Process for delivering a second opinion

  • Independence and impartiality—avoid conflicts of interest (eg, no financial/personal ties to the initial surgeon); base recommendations solely on clinical evidence and patient needs.

  • Comprehensive review—obtain and review all relevant records (imaging, labs, pathology, operative notes); conduct an independent physical exam and history-taking.

  • Evidence-based approach—align recommendations with current guidelines and best practices; use multidisciplinary input for complex cases.

  • Communication— discuss findings directly with the patient in clear, non-technical language; contact the initial surgeon with patient consent to clarify details or collaborate.

Ethical considerations

  • Respect patient autonomy—support the patient’s right to choose treatment without coercion; disclose all options, including the risks/benefits of no intervention.

  • Professional integrity—avoid disparaging the initial provider; focus on objective differences in opinion; acknowledge limitations in your own evaluation (eg, incomplete data).

  • Confidentiality—adhere to applicable privacy laws when accessing records.

Documentation

  • Medical record—detail the review process, findings and rationale for recommendations; note agreements/disagreements with the initial opinion and reasons.

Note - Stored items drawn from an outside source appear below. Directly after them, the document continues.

use serde::{Deserialize, Serialize};
use thiserror::Error;

#[derive(Debug, Clone, Copy, PartialEq, Eq, Serialize, Deserialize)]
#[serde(rename_all = "snake_case")]
pub enum ErrorCode {
    NotFound,
    Validation,
    Unavailable,
    Internal,
}

/// A required field was missing or malformed. Raised before any store call
/// by the form flow, or by a store that validates on its own.
#[derive(Debug, Clone, PartialEq, Eq, Error)]
#[error("{field}: {message}")]
pub struct ValidationError {
    pub field: String,
    pub message: String,
}

impl ValidationError {
    pub fn new(field: impl Into<String>, message: impl Into<String>) -> Self {
        Self {
            field: field.into(),
            message: message.into(),
        }
    }

    pub fn required(field: impl Into<String>) -> Self {
        Self::new(field, "is required")
    }
}

#[derive(Debug, Clone, PartialEq, Eq, Error)]
#[error("unknown stage '{0}'")]
pub struct UnknownStage(pub String);

impl From<UnknownStage> for ValidationError {
    fn from(value: UnknownStage) -> Self {
        Self::new("stage", format!("unknown stage '{}'", value.0))
    }
}
//! Pipeline board controller: the lead cache, the drag session, and the
//! optimistic stage transitions issued against a [`LeadStore`].

use std::sync::Arc;

use chrono::Utc;
use shared::{
    domain::{Lead, LeadId},
    error::{ErrorCode, UnknownStage, ValidationError},
    stage::{stages, Stage, StageId},
};
use storage::{LeadStore, StoreError};
use thiserror::Error;
use tokio::sync::{broadcast, Mutex};
use tracing::{debug, info, warn};

use crate::{
    events::{self, BoardEvent, Notification},
    form::LeadForm,
    reconcile::{KeepLocal, Reconciliation, ReconciliationPolicy},
    search::search_filter,
};

const EVENT_CAPACITY: usize = 64;

#[derive(Debug, Error)]
pub enum BoardError {
    #[error(transparent)]
    Validation(#[from] ValidationError),
    #[error(transparent)]
    Store(#[from] StoreError),
    #[error("lead {0} is not on the board")]
    UnknownLead(LeadId),
}

impl BoardError {
    pub fn code(&self) -> ErrorCode {
        match self {
            BoardError::Validation(_) => ErrorCode::Validation,
            BoardError::Store(err) => err.code(),
            BoardError::UnknownLead(_) => ErrorCode::NotFound,
        }
    }
}

impl From<UnknownStage> for BoardError {
    fn from(value: UnknownStage) -> Self {
        BoardError::Validation(value.into())
    }
}

#[derive(Debug, Clone, Default, PartialEq, Eq)]
pub enum LoadState {
    #[default]
    Idle,
    Loading,
    Ready,
    Failed(String),
}

#[derive(Debug, Clone, PartialEq)]
pub enum DropOutcome {
    /// No drag session was active.
    NoDrag,
    /// Dropped onto the lead's own stage; nothing was written.
    Unchanged,
    Moved {
        lead: Lead,
        from: String,
        to: StageId,
    },
}

#[derive(Debug, Clone, PartialEq)]
pub struct StageColumn {
    pub stage: &'static Stage,
    pub leads: Vec<Lead>,
}

/// What a view renders: registry-ordered columns built from the
/// search-filtered cache.
#[derive(Debug, Clone, PartialEq)]
pub struct BoardSnapshot {
    pub columns: Vec<StageColumn>,
    /// Leads whose stage is not a registry id.
    pub unassigned: Vec<Lead>,
    pub total: usize,
    /// Number of leads matching the active query, if any.
    pub filtered: Option<usize>,
    pub load_state: LoadState,
}

impl BoardSnapshot {
    pub fn column(&self, stage: StageId) -> &StageColumn {
        &self.columns[stage.position()]
    }

    pub fn summary(&self) -> String {
        match self.filtered {
            Some(filtered) => format!("{} total leads • Filtered: {filtered}", self.total),
            None => format!("{} total leads", self.total),
        }
    }
}

/// Leads in `stage`, in cache order.
pub fn leads_in_stage(leads: &[Lead], stage: StageId) -> impl Iterator<Item = &Lead> {
    leads.iter().filter(move |lead| lead.is_in_stage(stage))
}

/// Buckets `leads` into registry-ordered columns plus the unassigned rest.
pub fn group_by_stage<'a>(
    leads: impl IntoIterator<Item = &'a Lead>,
) -> (Vec<StageColumn>, Vec<Lead>) {
    let mut columns: Vec<StageColumn> = stages()
        .iter()
        .map(|stage| StageColumn {
            stage,
            leads: Vec::new(),
        })
        .collect();
    let mut unassigned = Vec::new();
    for lead in leads {
        match lead.stage_id() {
            Some(stage) => columns[stage.position()].leads.push(lead.clone()),
            None => unassigned.push(lead.clone()),
        }
    }
    (columns, unassigned)
}

#[derive(Default)]
struct BoardState {
    leads: Vec<Lead>,
    dragged: Option<Lead>,
    load_state: LoadState,
}

impl BoardState {
    /// Swaps in `lead` at the position of the cached record with the same id.
    fn replace(&mut self, lead: Lead) -> Option<Lead> {
        let slot = self.leads.iter_mut().find(|cached| cached.id == lead.id)?;
        Some(std::mem::replace(slot, lead))
    }
}

pub struct BoardController {
    store: Arc<dyn LeadStore>,
    policy: Arc<dyn ReconciliationPolicy>,
    inner: Mutex<BoardState>,
    events: broadcast::Sender<BoardEvent>,
}

impl BoardController {
    pub fn new(store: Arc<dyn LeadStore>) -> Self {
        let (events, _) = broadcast::channel(EVENT_CAPACITY);
        Self {
            store,
            policy: Arc::new(KeepLocal),
            inner: Mutex::new(BoardState::default()),
            events,
        }
    }

    pub fn with_policy(mut self, policy: Arc<dyn ReconciliationPolicy>) -> Self {
        self.policy = policy;
        self
    }

    pub fn policy_name(&self) -> &'static str {
        self.policy.name()
    }

    pub fn subscribe_events(&self) -> broadcast::Receiver<BoardEvent> {
        self.events.subscribe()
    }

    fn emit(&self, event: BoardEvent) {
        // No subscribers is fine.
        let _ = self.events.send(event);
    }

    fn notify(&self, notification: Notification) {
        self.emit(BoardEvent::Notify(notification));
    }

    /// Replaces the cache with the store's collection. On failure the cache
    /// is emptied rather than left stale.
    pub async fn load(&self) -> Result<usize, BoardError> {
        self.inner.lock().await.load_state = LoadState::Loading;

        match self.store.get_all().await {
            Ok(leads) => {
                let count = leads.len();
                for lead in leads.iter().filter(|lead| lead.stage_id().is_none()) {
                    warn!(lead_id = %lead.id, stage = %lead.stage, "lead has unrecognized stage; showing as unassigned");
                }
                {
                    let mut state = self.inner.lock().await;
                    state.leads = leads;
                    state.load_state = LoadState::Ready;
                }
                info!(count, "loaded leads");
                self.emit(BoardEvent::Loaded { count });
                Ok(count)
            }
            Err(err) => {
                let message = match err.to_string() {
                    raw if raw.trim().is_empty() => events::LOAD_FAILED.to_string(),
                    raw => raw,
                };
                {
                    let mut state = self.inner.lock().await;
                    state.leads.clear();
                    state.load_state = LoadState::Failed(message.clone());
                }
                warn!(error = %err, "failed to load leads");
                self.emit(BoardEvent::LoadFailed { message });
                Err(err.into())
            }
        }
    }

    /// Starts a drag session. A second call before the drop replaces the
    /// first lead.
    pub async fn begin_drag(&self, lead: Lead) {
        debug!(lead_id = %lead.id, "drag started");
        self.inner.lock().await.dragged = Some(lead);
    }

    /// Starts a drag session for a cached lead.
    pub async fn begin_drag_by_id(&self, id: &LeadId) -> Result<(), BoardError> {
        let mut state = self.inner.lock().await;
        let lead = state
            .leads
            .iter()
            .find(|lead| &lead.id == id)
            .cloned()
            .ok_or_else(|| BoardError::UnknownLead(id.clone()))?;
        debug!(lead_id = %lead.id, "drag started");
        state.dragged = Some(lead);
        Ok(())
    }

    pub async fn dragged_lead(&self) -> Option<Lead> {
        self.inner.lock().await.dragged.clone()
    }

    /// Ends the drag session on `target`.
    ///
    /// The cache is updated before the store is asked; if the store fails the
    /// reconciliation policy decides whether the change stays. The drag
    /// session is released on every path, including no-ops and failures.
    pub async fn drop_on_stage(&self, target: StageId) -> Result<DropOutcome, BoardError> {
        let (previous, optimistic) = {
            let mut state = self.inner.lock().await;
            let Some(dragged) = state.dragged.take() else {
                return Ok(DropOutcome::NoDrag);
            };
            if dragged.is_in_stage(target) {
                debug!(lead_id = %dragged.id, stage = %target, "dropped on own stage");
                return Ok(DropOutcome::Unchanged);
            }
            let optimistic = dragged.with_stage(target);
            let previous = state.replace(optimistic.clone()).unwrap_or(dragged);
            (previous, optimistic)
        };

        match self.store.update(&optimistic.id, optimistic.clone()).await {
            Ok(stored) => {
                self.inner.lock().await.replace(stored.clone());
                info!(lead_id = %stored.id, from = %previous.stage, to = %target, "lead moved");
                self.notify(Notification::success(events::moved_message(target)));
                self.emit(BoardEvent::LeadMoved {
                    lead_id: stored.id.clone(),
                    to: target,
                });
                Ok(DropOutcome::Moved {
                    lead: stored,
                    from: previous.stage,
                    to: target,
                })
            }
            Err(err) => {
                warn!(lead_id = %optimistic.id, to = %target, error = %err, "stage update failed");
                let decision = self.policy.on_failed_transition(&previous, &optimistic, &err);
                if decision == Reconciliation::Restore {
                    self.restore(&previous, &optimistic).await;
                }
                self.notify(Notification::error(events::MOVE_FAILED));
                Err(err.into())
            }
        }
    }

    /// Restores `previous` unless a later transition already replaced the
    /// optimistic record.
    async fn restore(&self, previous: &Lead, optimistic: &Lead) {
        let mut state = self.inner.lock().await;
        let still_optimistic = state
            .leads
            .iter()
            .any(|cached| cached.id == optimistic.id && cached.stage == optimistic.stage);
        if !still_optimistic {
            debug!(lead_id = %optimistic.id, "skip revert; lead changed since drop");
            return;
        }
        state.replace(previous.clone());
        drop(state);
        info!(lead_id = %previous.id, stage = %previous.stage, "reverted failed transition");
        self.emit(BoardEvent::TransitionReverted {
            lead_id: previous.id.clone(),
            stage: previous.stage.clone(),
        });
    }

    /// Drop target forwarded by a view as a raw id. An id outside the
    /// registry ends the drag session without touching the store.
    pub async fn drop_on_stage_id(&self, raw: &str) -> Result<DropOutcome, BoardError> {
        match raw.parse::<StageId>() {
            Ok(target) => self.drop_on_stage(target).await,
            Err(err) => {
                self.inner.lock().await.dragged = None;
                warn!(stage = raw, "drop on unknown stage");
                Err(err.into())
            }
        }
    }

    /// Validates the form, creates the lead in the store, and appends the
    /// stored record to the cache. Nothing is cached when the store fails.
    pub async fn create_lead(&self, form: &LeadForm) -> Result<Lead, BoardError> {
        let draft = form.to_new_lead(Utc::now())?;

        match self.store.create(draft).await {
            Ok(created) => {
                self.inner.lock().await.leads.push(created.clone());
                info!(lead_id = %created.id, "lead created");
                self.notify(Notification::success(events::CREATE_SUCCEEDED));
                self.emit(BoardEvent::LeadCreated {
                    lead_id: created.id.clone(),
                });
                Ok(created)
            }
            Err(err) => {
                warn!(error = %err, "lead creation failed");
                self.notify(Notification::error(events::CREATE_FAILED));
                Err(err.into())
            }
        }
    }

    pub async fn leads(&self) -> Vec<Lead> {
        self.inner.lock().await.leads.clone()
    }

    pub async fn lead(&self, id: &LeadId) -> Option<Lead> {
        self.inner
            .lock()
            .await
            .leads
            .iter()
            .find(|lead| &lead.id == id)
            .cloned()
    }

    pub async fn leads_for_stage(&self, stage: StageId) -> Vec<Lead> {
        let state = self.inner.lock().await;
        leads_in_stage(&state.leads, stage).cloned().collect()
    }

    pub async fn load_state(&self) -> LoadState {
        self.inner.lock().await.load_state.clone()
    }

    /// Columns for display. A non-empty `query` narrows every column; the
    /// cache itself is untouched.
    pub async fn snapshot(&self, query: &str) -> BoardSnapshot {
        let state = self.inner.lock().await;
        let visible = search_filter(&state.leads, query);
        let filtered = (!query.is_empty()).then_some(visible.len());
        let (columns, unassigned) = group_by_stage(visible);
        BoardSnapshot {
            columns,
            unassigned,
            total: state.leads.len(),
            filtered,
            load_state: state.load_state.clone(),
        }
    }
}

#[cfg(test)]
#[path = "tests/board_tests.rs"]
mod tests;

  • Patient summary—provide a written summary for the patient, including diagnosis confirmation/variations; recommended next steps (surgical/non-surgical); and key questions to ask other providers.

Follow-up and collaboration

  • Referrals—refer back to the original surgeon or to a new provider if requested; facilitate referrals to other specialists for unresolved complex issues.

  • Dispute resolution—if opinions conflict significantly, propose a third opinion or multidisciplinary review.

  • Timeliness—ensure the second opinion does not delay urgent care.

Additional considerations

  • Cultural sensitivity—address language barriers, health literacy and cultural beliefs.

  • Legal awareness—document thoroughly to mitigate legal risks; avoid guarantees of outcomes.

  • Education—surgeons should stay updated on evolving guidelines for second opinions.

A second opinion should foster trust, transparency and patient-centred care. Surgical societies4,7 emphasise that the goal is not to replace the initial provider but to enhance decision-making through collaboration and clarity. This structured approach ensures adherence to professional standards while prioritising patient welfare and informed choice.

In addition to the above guidelines, a simple honest self-reflection ‘Have I ever had an outcome like this?’, will in many cases be answered yes. Honest communication of that very fact to the vulnerable patient could go a long way to not throwing in a well-meaning, but ultimately not very helpful, hand grenade.